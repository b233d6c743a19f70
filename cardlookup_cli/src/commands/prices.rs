use anyhow::Result;
use cardlookup_lib::validation;
use cardlookup_lib::{CardLookup, Client};
use clap::Args;

use crate::output::{print_prices, OutputFormat};

#[derive(Args)]
pub struct PricesArgs {
    /// One or more exact card names
    #[arg(required = true, num_args = 1..)]
    pub names: Vec<String>,
}

pub async fn run(args: &PricesArgs, client: &Client, format: &OutputFormat) -> Result<()> {
    let names = args
        .names
        .iter()
        .map(|n| validation::validate_card_name(n))
        .collect::<Result<Vec<_>, _>>()?;

    let lookups = CardLookup::lookup_all(names, client).await;

    let found = lookups.iter().filter(|l| l.is_found()).count();
    eprintln!("{}/{} cards found", found, lookups.len());

    print_prices(&lookups, format)?;

    Ok(())
}
//! HTTP client for the Scryfall REST API.

use std::time::Duration;

use serde_json::Value;
use url::Url;

use crate::{
    fetch::FetchJson,
    query::{NamedQuery, Query},
    types::ErrorObject,
    user_agent::default_user_agent,
    Error,
};

/// Production API root.
pub const DEFAULT_BASE_URL: &str = "https://api.scryfall.com";

/// Request timeout for Scryfall API calls.
const REQUEST_TIMEOUT: Duration = Duration::from_secs(30);

/// HTTP client for the Scryfall API.
///
/// Holds one `reqwest::Client` (rustls, gzip, 30-second timeout) configured
/// with a stable user agent, as Scryfall requires.
pub struct Client {
    http: reqwest::Client,
    /// Base URL for the API. Defaults to `https://api.scryfall.com`.
    base_api_url: String,
}

impl Client {
    /// Creates a new client pointing at the production Scryfall API.
    pub fn new() -> Result<Self, Error> {
        Self::with_settings(DEFAULT_BASE_URL, &default_user_agent())
    }

    /// Creates a new client with a custom base URL. Used for testing with wiremock.
    pub fn with_base_url(base_url: &str) -> Result<Self, Error> {
        Self::with_settings(base_url, &default_user_agent())
    }

    /// Creates a new client with a custom base URL and user agent.
    pub fn with_settings(base_url: &str, user_agent: &str) -> Result<Self, Error> {
        let http = reqwest::Client::builder()
            .user_agent(user_agent)
            .timeout(REQUEST_TIMEOUT)
            .build()
            .map_err(|e| {
                tracing::error!("Failed to build HTTP client: {}", e);
                Error::RequestFailed(e.to_string())
            })?;
        Ok(Self {
            http,
            base_api_url: base_url.trim_end_matches('/').to_string(),
        })
    }

    pub fn base_api_url(&self) -> &str {
        &self.base_api_url
    }

    async fn get(&self, url: &Url) -> Result<Value, Error> {
        let resp = self
            .http
            .get(url.clone())
            .header("accept", "application/json")
            .send()
            .await
            .map_err(|e| {
                tracing::debug!("Failed to get resource {}: {}", url, e);
                Error::RequestFailed(e.to_string())
            })?;

        let status = resp.status();
        let body = resp.text().await.map_err(|e| {
            tracing::debug!("Failed to read response body: {}", e);
            Error::RequestFailed(e.to_string())
        })?;

        if !status.is_success() {
            let error_object = ErrorObject::from_body(&body);
            if status == reqwest::StatusCode::NOT_FOUND {
                let details = error_object
                    .map(|obj| obj.details)
                    .unwrap_or_else(|| truncate_body(&body));
                tracing::debug!("No match for {}: {}", url, details);
                return Err(Error::NotFound { details });
            }

            let snippet = match error_object {
                Some(obj) => obj.details,
                None => truncate_body(&body),
            };
            tracing::debug!("Request failed with status {}: {}", status, snippet);
            return Err(Error::HttpStatus {
                status: status.as_u16(),
                body: snippet,
            });
        }

        serde_json::from_str::<Value>(&body).map_err(|e| {
            let snippet = truncate_body(&body);
            tracing::debug!("Failed to parse resource: {} | body: {}", e, snippet);
            Error::Decode(e.to_string())
        })
    }

    /// Fetches the raw card object matching `query`.
    pub async fn get_named_card(&self, query: &NamedQuery) -> Result<Value, Error> {
        let url = query.to_url(&self.base_api_url)?;
        self.get(&url).await
    }
}

impl FetchJson for Client {
    fn base_url(&self) -> &str {
        &self.base_api_url
    }

    async fn fetch_json(&self, url: &Url) -> Result<Value, Error> {
        self.get(url).await
    }
}

fn truncate_body(body: &str) -> String {
    const MAX: usize = 2000;
    if body.len() <= MAX {
        body.to_string()
    } else {
        let mut end = MAX;
        while !body.is_char_boundary(end) {
            end -= 1;
        }
        format!("{}...[truncated]", &body[..end])
    }
}

#[cfg(test)]
mod tests {
    use super::*;
    use tracing_test::traced_test;
    use wiremock::matchers::{method, path};
    use wiremock::{Mock, MockServer, ResponseTemplate};

    #[test]
    fn client_creation_with_defaults() {
        let client = Client::new().unwrap();
        assert_eq!(client.base_api_url(), DEFAULT_BASE_URL);
        assert_eq!(FetchJson::base_url(&client), DEFAULT_BASE_URL);
    }

    #[test]
    fn client_creation_trims_trailing_slash() {
        let client = Client::with_base_url("http://localhost:1234/").unwrap();
        assert_eq!(client.base_api_url(), "http://localhost:1234");
    }

    #[test]
    fn truncate_body_keeps_short_bodies() {
        assert_eq!(truncate_body("short"), "short");
    }

    #[test]
    fn truncate_body_respects_char_boundaries() {
        let body = "û".repeat(1500);
        let truncated = truncate_body(&body);
        assert!(truncated.ends_with("...[truncated]"));
        assert!(truncated.len() < body.len());
    }

    #[tokio::test]
    #[traced_test]
    async fn failed_request_is_returned_not_reported() {
        let server = MockServer::start().await;
        Mock::given(method("GET"))
            .and(path("/cards/named"))
            .respond_with(ResponseTemplate::new(500).set_body_string("boom"))
            .mount(&server)
            .await;

        let client = Client::with_base_url(&server.uri()).unwrap();
        let result = client.get_named_card(&NamedQuery::exact("Shock")).await;

        assert!(matches!(result, Err(Error::HttpStatus { status: 500, .. })));
        assert!(!logs_contain("ERROR"));
        assert!(!logs_contain("WARN"));
        assert!(logs_contain("Request failed with status 500"));
    }
}
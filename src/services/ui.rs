//! Channel towards the UI collaborator.
//!
//! The core never calls the UI synchronously: every request is a
//! `UiNotification` sent over an unbounded channel, and surface readiness
//! comes back through a oneshot carried inside the notification.

use crate::error::Result;
use crate::events::Output;
use tokio::sync::{mpsc, oneshot};
use tracing::{debug, info, warn};

#[derive(Debug)]
pub enum UiNotification {
    /// Сменилась активная оболочка
    SetShell(String),
    /// Построить поверхность оболочки на мониторе и сообщить о готовности
    BuildSurface {
        output: Output,
        ready: oneshot::Sender<()>,
    },
    CreateLockSurface,
    SetGrabCursor(String),
}

pub type UiSender = mpsc::UnboundedSender<UiNotification>;
pub type UiReceiver = mpsc::UnboundedReceiver<UiNotification>;

pub fn ui_channel() -> (UiSender, UiReceiver) {
    mpsc::unbounded_channel()
}

/// Trait for UI front-ends that consume shell notifications
#[async_trait::async_trait]
pub trait ShellUiTrait {
    /// Run the UI until the notification channel closes
    async fn run(self: Box<Self>) -> Result<()>;
}

/// UI без отрисовки: пишет уведомления в лог и сразу подтверждает готовность.
/// Используется в режиме сухого запуска и там, где UI процесс отдельный.
pub struct HeadlessUi {
    notifications: UiReceiver,
    shell: Option<String>,
    surfaces: Vec<Output>,
}

impl HeadlessUi {
    pub fn new(notifications: UiReceiver) -> Self {
        info!("Инициализация HeadlessUi");
        Self {
            notifications,
            shell: None,
            surfaces: Vec::new(),
        }
    }

    fn handle(&mut self, notification: UiNotification) {
        match notification {
            UiNotification::SetShell(shell) => {
                info!("UI: загружаем оболочку '{}'", shell);
                self.shell = Some(shell);
            }
            UiNotification::BuildSurface { output, ready } => {
                info!(
                    "UI: поверхность на мониторе {} ({}x{})",
                    output.name, output.width, output.height
                );
                self.surfaces.push(output);
                if ready.send(()).is_err() {
                    warn!("UI: сессия перестала ждать готовности поверхности");
                }
            }
            UiNotification::CreateLockSurface => {
                info!("UI: создаём экран блокировки для оболочки {:?}", self.shell);
            }
            UiNotification::SetGrabCursor(cursor) => {
                debug!("UI: курсор захвата '{}'", cursor);
            }
        }
    }

    async fn run_impl(mut self) -> Result<()> {
        while let Some(notification) = self.notifications.recv().await {
            self.handle(notification);
        }
        info!("UI: канал уведомлений закрыт, поверхностей было {}", self.surfaces.len());
        Ok(())
    }
}

#[async_trait::async_trait]
impl ShellUiTrait for HeadlessUi {
    async fn run(self: Box<Self>) -> Result<()> {
        (*self).run_impl().await
    }
}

# # # # #

WORK ORDER: Within the data above, find the lines that contain the word "crate" and copy each of them.

RESPONSE AREA:
use crate::output::{print_prices, OutputFormat};
use crate::{
use crate::error::Result;
use crate::events::Output;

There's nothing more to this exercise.